Description of the task >>
Show every line of the data that contains the string "other".

-*-*-

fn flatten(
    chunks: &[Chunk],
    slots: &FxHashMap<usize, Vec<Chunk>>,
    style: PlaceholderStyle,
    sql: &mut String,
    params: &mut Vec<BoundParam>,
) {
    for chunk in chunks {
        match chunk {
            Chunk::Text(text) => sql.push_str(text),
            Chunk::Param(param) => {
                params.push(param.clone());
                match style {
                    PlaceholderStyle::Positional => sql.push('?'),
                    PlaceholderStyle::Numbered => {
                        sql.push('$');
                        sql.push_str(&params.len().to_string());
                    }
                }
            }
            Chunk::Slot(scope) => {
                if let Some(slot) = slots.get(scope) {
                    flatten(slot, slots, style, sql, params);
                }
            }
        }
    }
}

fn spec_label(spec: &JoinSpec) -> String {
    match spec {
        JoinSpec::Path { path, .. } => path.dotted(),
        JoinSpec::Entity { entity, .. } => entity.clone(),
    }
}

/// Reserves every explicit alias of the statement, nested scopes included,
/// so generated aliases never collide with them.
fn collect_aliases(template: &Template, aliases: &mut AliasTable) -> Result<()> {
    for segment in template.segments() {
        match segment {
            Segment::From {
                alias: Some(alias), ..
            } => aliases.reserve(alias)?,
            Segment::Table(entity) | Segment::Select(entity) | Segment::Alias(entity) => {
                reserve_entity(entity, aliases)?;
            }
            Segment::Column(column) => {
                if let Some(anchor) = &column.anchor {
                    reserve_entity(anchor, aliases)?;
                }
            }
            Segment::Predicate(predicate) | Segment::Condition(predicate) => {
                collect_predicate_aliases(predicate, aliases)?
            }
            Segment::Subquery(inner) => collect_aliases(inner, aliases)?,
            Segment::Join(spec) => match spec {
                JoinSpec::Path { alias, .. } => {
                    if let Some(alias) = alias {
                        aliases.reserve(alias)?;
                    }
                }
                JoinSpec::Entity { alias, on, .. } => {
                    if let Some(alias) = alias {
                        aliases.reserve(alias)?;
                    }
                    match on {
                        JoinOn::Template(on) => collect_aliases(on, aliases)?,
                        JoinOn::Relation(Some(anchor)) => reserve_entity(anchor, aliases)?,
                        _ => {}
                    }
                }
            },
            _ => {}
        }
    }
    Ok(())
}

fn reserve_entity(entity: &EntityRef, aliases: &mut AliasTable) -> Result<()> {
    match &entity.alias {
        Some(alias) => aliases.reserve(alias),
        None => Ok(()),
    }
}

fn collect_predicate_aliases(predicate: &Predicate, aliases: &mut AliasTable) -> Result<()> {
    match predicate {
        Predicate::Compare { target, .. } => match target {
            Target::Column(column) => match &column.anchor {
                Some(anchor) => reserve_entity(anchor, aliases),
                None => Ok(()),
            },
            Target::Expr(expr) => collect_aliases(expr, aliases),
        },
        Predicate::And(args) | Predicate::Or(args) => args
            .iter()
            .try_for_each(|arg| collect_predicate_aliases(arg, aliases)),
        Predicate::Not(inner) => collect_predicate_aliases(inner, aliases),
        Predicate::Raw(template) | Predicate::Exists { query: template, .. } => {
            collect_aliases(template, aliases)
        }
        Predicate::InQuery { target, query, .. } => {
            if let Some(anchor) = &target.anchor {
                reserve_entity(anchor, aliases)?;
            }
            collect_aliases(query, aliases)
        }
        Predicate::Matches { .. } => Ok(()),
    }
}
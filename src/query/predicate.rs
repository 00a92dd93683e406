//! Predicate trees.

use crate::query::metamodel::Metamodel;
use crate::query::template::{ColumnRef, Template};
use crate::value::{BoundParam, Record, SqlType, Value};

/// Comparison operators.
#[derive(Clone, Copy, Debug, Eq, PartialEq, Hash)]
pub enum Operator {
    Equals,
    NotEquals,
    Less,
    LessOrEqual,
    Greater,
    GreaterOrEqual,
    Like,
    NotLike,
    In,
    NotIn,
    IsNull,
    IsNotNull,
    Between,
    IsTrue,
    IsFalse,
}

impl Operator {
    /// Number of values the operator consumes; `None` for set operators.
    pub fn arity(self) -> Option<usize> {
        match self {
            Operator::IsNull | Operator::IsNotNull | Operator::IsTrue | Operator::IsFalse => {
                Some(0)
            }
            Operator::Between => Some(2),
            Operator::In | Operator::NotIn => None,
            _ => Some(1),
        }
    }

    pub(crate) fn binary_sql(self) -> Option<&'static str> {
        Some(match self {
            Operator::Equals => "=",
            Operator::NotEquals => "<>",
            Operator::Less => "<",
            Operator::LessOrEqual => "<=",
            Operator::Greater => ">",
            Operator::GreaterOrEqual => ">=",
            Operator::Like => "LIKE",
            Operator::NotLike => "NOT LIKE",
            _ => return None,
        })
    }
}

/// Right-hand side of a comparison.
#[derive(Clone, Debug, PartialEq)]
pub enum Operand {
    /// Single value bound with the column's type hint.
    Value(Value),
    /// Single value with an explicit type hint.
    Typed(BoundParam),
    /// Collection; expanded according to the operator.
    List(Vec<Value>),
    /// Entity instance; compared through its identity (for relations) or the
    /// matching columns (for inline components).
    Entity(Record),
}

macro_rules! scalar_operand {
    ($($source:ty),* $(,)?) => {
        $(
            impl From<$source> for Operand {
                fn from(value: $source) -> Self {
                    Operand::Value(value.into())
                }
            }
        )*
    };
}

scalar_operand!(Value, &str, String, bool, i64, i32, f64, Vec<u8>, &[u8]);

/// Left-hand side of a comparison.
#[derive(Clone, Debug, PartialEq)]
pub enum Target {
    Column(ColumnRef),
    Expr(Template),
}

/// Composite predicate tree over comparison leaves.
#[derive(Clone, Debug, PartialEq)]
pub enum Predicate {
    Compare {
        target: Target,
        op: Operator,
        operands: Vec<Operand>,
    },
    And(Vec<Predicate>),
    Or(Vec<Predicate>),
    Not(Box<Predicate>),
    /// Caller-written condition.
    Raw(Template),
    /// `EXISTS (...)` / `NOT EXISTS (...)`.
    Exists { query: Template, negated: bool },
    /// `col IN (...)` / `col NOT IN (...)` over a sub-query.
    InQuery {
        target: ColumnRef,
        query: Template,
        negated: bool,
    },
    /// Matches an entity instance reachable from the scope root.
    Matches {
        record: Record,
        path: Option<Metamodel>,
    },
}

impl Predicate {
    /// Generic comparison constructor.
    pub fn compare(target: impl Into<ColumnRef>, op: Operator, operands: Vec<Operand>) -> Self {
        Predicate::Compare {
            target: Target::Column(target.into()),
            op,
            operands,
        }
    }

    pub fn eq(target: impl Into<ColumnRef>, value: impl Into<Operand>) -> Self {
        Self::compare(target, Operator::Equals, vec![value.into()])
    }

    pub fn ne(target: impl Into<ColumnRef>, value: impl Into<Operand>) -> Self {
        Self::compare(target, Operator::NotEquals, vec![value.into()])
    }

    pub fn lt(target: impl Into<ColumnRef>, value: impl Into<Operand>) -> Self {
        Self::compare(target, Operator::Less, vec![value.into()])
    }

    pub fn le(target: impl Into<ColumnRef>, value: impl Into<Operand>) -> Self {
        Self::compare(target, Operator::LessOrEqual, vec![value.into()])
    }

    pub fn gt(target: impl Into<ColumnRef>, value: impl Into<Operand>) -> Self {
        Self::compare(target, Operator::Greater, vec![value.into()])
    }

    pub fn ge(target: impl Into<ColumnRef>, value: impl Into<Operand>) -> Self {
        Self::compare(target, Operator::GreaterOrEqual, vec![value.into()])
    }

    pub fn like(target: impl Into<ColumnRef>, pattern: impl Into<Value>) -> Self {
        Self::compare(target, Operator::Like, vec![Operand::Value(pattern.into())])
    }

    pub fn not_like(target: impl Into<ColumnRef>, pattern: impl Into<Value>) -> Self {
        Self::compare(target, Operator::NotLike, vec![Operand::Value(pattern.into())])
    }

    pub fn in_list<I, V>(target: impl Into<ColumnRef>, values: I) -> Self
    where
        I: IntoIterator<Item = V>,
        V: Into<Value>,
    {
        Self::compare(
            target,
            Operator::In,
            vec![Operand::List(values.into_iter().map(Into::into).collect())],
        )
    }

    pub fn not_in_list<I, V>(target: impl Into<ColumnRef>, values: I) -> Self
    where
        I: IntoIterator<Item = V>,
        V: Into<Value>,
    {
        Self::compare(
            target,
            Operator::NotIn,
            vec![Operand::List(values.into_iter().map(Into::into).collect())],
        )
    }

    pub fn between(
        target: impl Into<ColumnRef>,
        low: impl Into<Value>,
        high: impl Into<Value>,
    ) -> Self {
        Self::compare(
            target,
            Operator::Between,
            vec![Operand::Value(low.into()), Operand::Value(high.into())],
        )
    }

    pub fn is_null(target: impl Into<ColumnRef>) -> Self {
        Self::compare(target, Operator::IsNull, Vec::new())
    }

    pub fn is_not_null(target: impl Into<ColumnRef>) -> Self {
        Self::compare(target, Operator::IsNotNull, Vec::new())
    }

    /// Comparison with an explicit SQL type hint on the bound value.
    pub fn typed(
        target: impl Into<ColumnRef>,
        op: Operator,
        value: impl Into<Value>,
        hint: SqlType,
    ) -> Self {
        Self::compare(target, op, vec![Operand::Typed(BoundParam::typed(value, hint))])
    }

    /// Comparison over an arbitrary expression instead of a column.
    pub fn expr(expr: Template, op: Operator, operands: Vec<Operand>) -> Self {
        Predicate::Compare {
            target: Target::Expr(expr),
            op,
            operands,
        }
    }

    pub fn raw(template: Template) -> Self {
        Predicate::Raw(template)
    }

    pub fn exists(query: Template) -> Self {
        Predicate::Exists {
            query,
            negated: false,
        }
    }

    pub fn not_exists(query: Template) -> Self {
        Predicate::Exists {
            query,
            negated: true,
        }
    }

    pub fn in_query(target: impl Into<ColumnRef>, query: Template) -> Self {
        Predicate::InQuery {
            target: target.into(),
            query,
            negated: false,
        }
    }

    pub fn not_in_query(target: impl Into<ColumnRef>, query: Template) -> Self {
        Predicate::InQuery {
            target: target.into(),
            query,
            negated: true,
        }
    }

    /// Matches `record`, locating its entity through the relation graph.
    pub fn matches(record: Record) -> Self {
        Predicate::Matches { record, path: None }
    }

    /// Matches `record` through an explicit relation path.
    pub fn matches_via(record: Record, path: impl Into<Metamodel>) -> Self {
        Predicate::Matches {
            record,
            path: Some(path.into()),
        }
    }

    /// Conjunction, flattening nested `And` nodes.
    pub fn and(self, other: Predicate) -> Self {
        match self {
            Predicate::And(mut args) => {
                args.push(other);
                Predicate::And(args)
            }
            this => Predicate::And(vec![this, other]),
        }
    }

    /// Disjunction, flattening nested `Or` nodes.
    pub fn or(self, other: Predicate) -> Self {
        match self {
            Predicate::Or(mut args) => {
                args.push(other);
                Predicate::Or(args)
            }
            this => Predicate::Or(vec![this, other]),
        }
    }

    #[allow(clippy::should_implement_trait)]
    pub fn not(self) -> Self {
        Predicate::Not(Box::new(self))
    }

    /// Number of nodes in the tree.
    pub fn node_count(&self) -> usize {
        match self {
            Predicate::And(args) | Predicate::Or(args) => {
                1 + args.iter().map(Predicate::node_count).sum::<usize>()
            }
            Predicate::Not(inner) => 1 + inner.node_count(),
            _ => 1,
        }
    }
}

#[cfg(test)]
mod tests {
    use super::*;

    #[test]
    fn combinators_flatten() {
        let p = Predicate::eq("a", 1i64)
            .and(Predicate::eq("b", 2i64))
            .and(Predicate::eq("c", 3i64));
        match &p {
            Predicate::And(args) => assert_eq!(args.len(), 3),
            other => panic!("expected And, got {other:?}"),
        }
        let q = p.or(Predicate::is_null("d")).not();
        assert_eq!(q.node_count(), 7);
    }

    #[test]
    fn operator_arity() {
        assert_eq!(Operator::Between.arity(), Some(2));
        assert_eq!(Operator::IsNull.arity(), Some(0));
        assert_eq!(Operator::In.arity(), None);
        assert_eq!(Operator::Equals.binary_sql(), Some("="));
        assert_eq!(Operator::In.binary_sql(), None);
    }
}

-*-*-

Output >>
    pub fn and(self, other: Predicate) -> Self {
                args.push(other);
            this => Predicate::And(vec![this, other]),
    pub fn or(self, other: Predicate) -> Self {
                args.push(other);
            this => Predicate::Or(vec![this, other]),
            other => panic!("expected And, got {other:?}"),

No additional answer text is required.